Exercise requirements >>
Whenever a line of the records below contains the word "back", copy that line.

━━━ Data listing

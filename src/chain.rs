//! # Chain
//!
//! Pointer chains laid out inside an [`Arena`]. A chain is a sequence of 8-byte slots where each
//! slot holds the absolute address of the next one, so a walk is a series of dependent loads
//! that neither the compiler nor the prefetcher can run ahead of.
//!
//! Two layouts are supported:
//!
//! - [`ChainPolicy::SequentialCyclic`] visits every `stride`-th slot of the working set in order
//!   and wraps from the last slot back to the first, so it can be followed for any number of
//!   steps.
//! - [`ChainPolicy::RandomizedPaired`] links random pairs of slots `stride` bytes apart. The first
//!   slot of a pair lands on a fresh line (a miss), its partner is a hit only while `stride` is
//!   smaller than the cache line. The chain ends in [`NULL_SENTINEL`].
//! - [`ChainPolicy::RandomStrided`] visits distinct `stride`-aligned slots of the working set in
//!   random order, without pairing, and also ends in [`NULL_SENTINEL`].

use crate::Error;
use crate::arena::{Arena, SLOT_SIZE};
use log::{debug, trace};
use rand::rngs::SmallRng;
use rand::seq::index;
use rand::{Rng, SeedableRng};

/// Value stored in the tail slot of a terminated chain, and in every unvisited slot.
pub const NULL_SENTINEL: u64 = 0;

/// Upper bound on random base draws per requested pair before the builder gives up.
const DRAWS_PER_PAIR: usize = 8;

/// How a [`ChainSpec`] is turned into slots.
#[derive(Debug, Clone, Copy, PartialEq, Eq)]
pub enum ChainPolicy {
    SequentialCyclic,
    RandomizedPaired,
    RandomStrided,
}

impl ChainPolicy {
    /// Randomized chains are redrawn before every sample.
    pub fn is_randomized(self) -> bool {
        !matches!(self, ChainPolicy::SequentialCyclic)
    }
}

/// Parameters of one access pattern.
#[derive(Debug, Clone, Copy, PartialEq, Eq)]
pub struct ChainSpec {
    /// Distance in bytes between linked slots.
    pub stride: usize,
    /// Number of bytes, from the start of the arena, the chain is embedded in.
    pub working_set: usize,
    pub policy: ChainPolicy,
}

impl ChainSpec {
    pub fn new(stride: usize, working_set: usize, policy: ChainPolicy) -> Self {
        ChainSpec {
            stride,
            working_set,
            policy,
        }
    }

    /// Checks the pattern can be materialized inside an arena of `arena_len` bytes.
    pub fn validate(&self, arena_len: usize) -> Result<(), Error> {
        if self.stride == 0 || self.stride % SLOT_SIZE != 0 {
            return Err(Error::InvalidConfig(format!(
                "stride {} is not a non-zero multiple of {}",
                self.stride, SLOT_SIZE
            )));
        }
        if self.working_set % SLOT_SIZE != 0 {
            return Err(Error::InvalidConfig(format!(
                "working set {} is not a multiple of {}",
                self.working_set, SLOT_SIZE
            )));
        }
        if self.working_set > arena_len {
            return Err(Error::InvalidConfig(format!(
                "working set {} exceeds arena length {}",
                self.working_set, arena_len
            )));
        }
        let min_working_set = match self.policy {
            ChainPolicy::SequentialCyclic | ChainPolicy::RandomStrided => self.stride,
            ChainPolicy::RandomizedPaired => 2 * self.stride,
        };
        if self.working_set < min_working_set {
            return Err(Error::InvalidConfig(format!(
                "working set {} cannot hold a {:?} chain with stride {}",
                self.working_set, self.policy, self.stride
            )));
        }
        Ok(())
    }
}

/// A chain currently materialized in an arena.
#[derive(Debug, Clone, PartialEq, Eq)]
pub enum Chain {
    /// Slots `0, stride, 2 * stride, ...` (in slot units), `len` of them, forming a cycle.
    Cyclic { stride_slots: usize, len: usize },
    /// Slots in link order; the last one holds [`NULL_SENTINEL`].
    Terminated { slots: Vec<usize> },
}

impl Chain {
    /// Slot index a walk starts from.
    pub fn head(&self) -> Option<usize> {
        match self {
            Chain::Cyclic { .. } => Some(0),
            Chain::Terminated { slots } => slots.first().copied(),
        }
    }

    /// Number of distinct slots on the chain.
    pub fn len(&self) -> usize {
        match self {
            Chain::Cyclic { len, .. } => *len,
            Chain::Terminated { slots } => slots.len(),
        }
    }

    pub fn is_empty(&self) -> bool {
        self.len() == 0
    }

    pub fn is_cyclic(&self) -> bool {
        matches!(self, Chain::Cyclic { .. })
    }

    /// Resets every slot the chain wrote back to [`NULL_SENTINEL`].
    fn clear(&self, arena: &mut Arena) {
        match self {
            Chain::Cyclic { stride_slots, len } => {
                for step in 0..*len {
                    arena.write_slot(step * stride_slots, NULL_SENTINEL);
                }
            }
            Chain::Terminated { slots } => {
                for &slot in slots {
                    arena.write_slot(slot, NULL_SENTINEL);
                }
            }
        }
    }
}

/// Builds chains into an arena, clearing the previous chain first.
#[derive(Debug)]
pub struct ChainBuilder {
    rng: SmallRng,
    /// Access budget of a randomized chain; half of it is the pair budget.
    random_accesses: usize,
    current: Option<Chain>,
}

impl ChainBuilder {
    pub fn new(seed: u64, random_accesses: usize) -> Self {
        ChainBuilder {
            rng: SmallRng::seed_from_u64(seed),
            random_accesses,
            current: None,
        }
    }

    /// Chain built by the last call to [`ChainBuilder::build`].
    pub fn current(&self) -> Option<&Chain> {
        self.current.as_ref()
    }

    /// Materializes `spec` in `arena`, replacing the previous chain.
    pub fn build(&mut self, arena: &mut Arena, spec: &ChainSpec) -> Result<&Chain, Error> {
        spec.validate(arena.len())?;
        if let Some(previous) = self.current.take() {
            previous.clear(arena);
        }

        let chain = match spec.policy {
            ChainPolicy::SequentialCyclic => build_cyclic(arena, spec),
            ChainPolicy::RandomizedPaired => self.build_paired(arena, spec),
            ChainPolicy::RandomStrided => self.build_strided(arena, spec),
        };
        if chain.is_empty() {
            return Err(Error::InvalidConfig(format!(
                "no {:?} chain fits stride {} in working set {}",
                spec.policy, spec.stride, spec.working_set
            )));
        }
        trace!(
            "Built {:?} chain of {} slots (stride {}, working set {})",
            spec.policy,
            chain.len(),
            spec.stride,
            spec.working_set
        );
        Ok(&*self.current.insert(chain))
    }

    fn build_paired(&mut self, arena: &mut Arena, spec: &ChainSpec) -> Chain {
        let stride_slots = spec.stride / SLOT_SIZE;
        let working_slots = spec.working_set / SLOT_SIZE;
        let pair_span = 2 * stride_slots;
        // only bases whose partner is inside the working set
        let candidates = working_slots / pair_span;
        let requested = (self.random_accesses / 2).min(candidates).max(1);
        let max_draws = requested.saturating_mul(DRAWS_PER_PAIR);

        let mut slots = Vec::with_capacity(requested * 2);
        let mut tail: Option<usize> = None;
        let mut draws = 0;
        while slots.len() < requested * 2 && draws < max_draws {
            draws += 1;
            let first = self.rng.random_range(0..candidates) * pair_span;
            let second = first + stride_slots;
            if arena.read_slot(first) != NULL_SENTINEL || arena.read_slot(second) != NULL_SENTINEL {
                continue;
            }
            if let Some(tail) = tail {
                arena.write_slot(tail, arena.slot_addr(first));
            }
            arena.write_slot(first, arena.slot_addr(second));
            tail = Some(second);
            slots.push(first);
            slots.push(second);
        }
        if let Some(tail) = tail {
            arena.write_slot(tail, NULL_SENTINEL);
        }
        if slots.len() < requested * 2 {
            debug!(
                "Randomized chain stopped at {} of {} pairs after {} draws",
                slots.len() / 2,
                requested,
                draws
            );
        }
        Chain::Terminated { slots }
    }

    fn build_strided(&mut self, arena: &mut Arena, spec: &ChainSpec) -> Chain {
        let stride_slots = spec.stride / SLOT_SIZE;
        let candidates = (spec.working_set / SLOT_SIZE) / stride_slots;
        let amount = self.random_accesses.clamp(1, candidates);
        let slots: Vec<usize> = index::sample(&mut self.rng, candidates, amount)
            .into_iter()
            .map(|i| i * stride_slots)
            .collect();
        for link in slots.windows(2) {
            arena.write_slot(link[0], arena.slot_addr(link[1]));
        }
        if let Some(&tail) = slots.last() {
            arena.write_slot(tail, NULL_SENTINEL);
        }
        Chain::Terminated { slots }
    }
}

fn build_cyclic(arena: &mut Arena, spec: &ChainSpec) -> Chain {
    let stride_slots = spec.stride / SLOT_SIZE;
    let len = (spec.working_set / SLOT_SIZE) / stride_slots;
    for step in 0..len {
        let next = ((step + 1) % len) * stride_slots;
        arena.write_slot(step * stride_slots, arena.slot_addr(next));
    }
    Chain::Cyclic { stride_slots, len }
}
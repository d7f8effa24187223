use crate::infer::Metric;
use thiserror::Error;

/// Every way the instrument can fail to produce a trustworthy reading.
#[derive(Debug, Error)]
pub enum Error {
    /// The arena could not be allocated at the requested size.
    #[error("failed to allocate array of {len} bytes aligned to {align} bytes")]
    ResourceExhaustion { len: usize, align: usize },

    /// The running mean never settled within the run budget.
    #[error("benchmark results diverge after {runs} runs (mean {mean:.2}, error {error:.3})")]
    MeasurementDivergence { runs: u32, mean: f64, error: f64 },

    /// A sweep finished without its detection policy firing.
    #[error("could not detect {0}: no performance spike detected")]
    NoSpikeFound(Metric),

    /// Detected values cannot be combined into a consistent cache geometry.
    #[error("inconsistent cache geometry: {0}")]
    InconsistentGeometry(String),

    /// A chain link does not lead to a slot of the arena.
    #[error("chain link at slot {slot} points outside the arena")]
    BrokenChain { slot: usize },

    #[error("invalid configuration: {0}")]
    InvalidConfig(String),

    #[error("failed to write report row: {0}")]
    Report(#[from] std::io::Error),
}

━━━━━━

Problem solution >>
//!   and wraps from the last slot back to the first, so it can be followed for any number of
    /// Resets every slot the chain wrote back to [`NULL_SENTINEL`].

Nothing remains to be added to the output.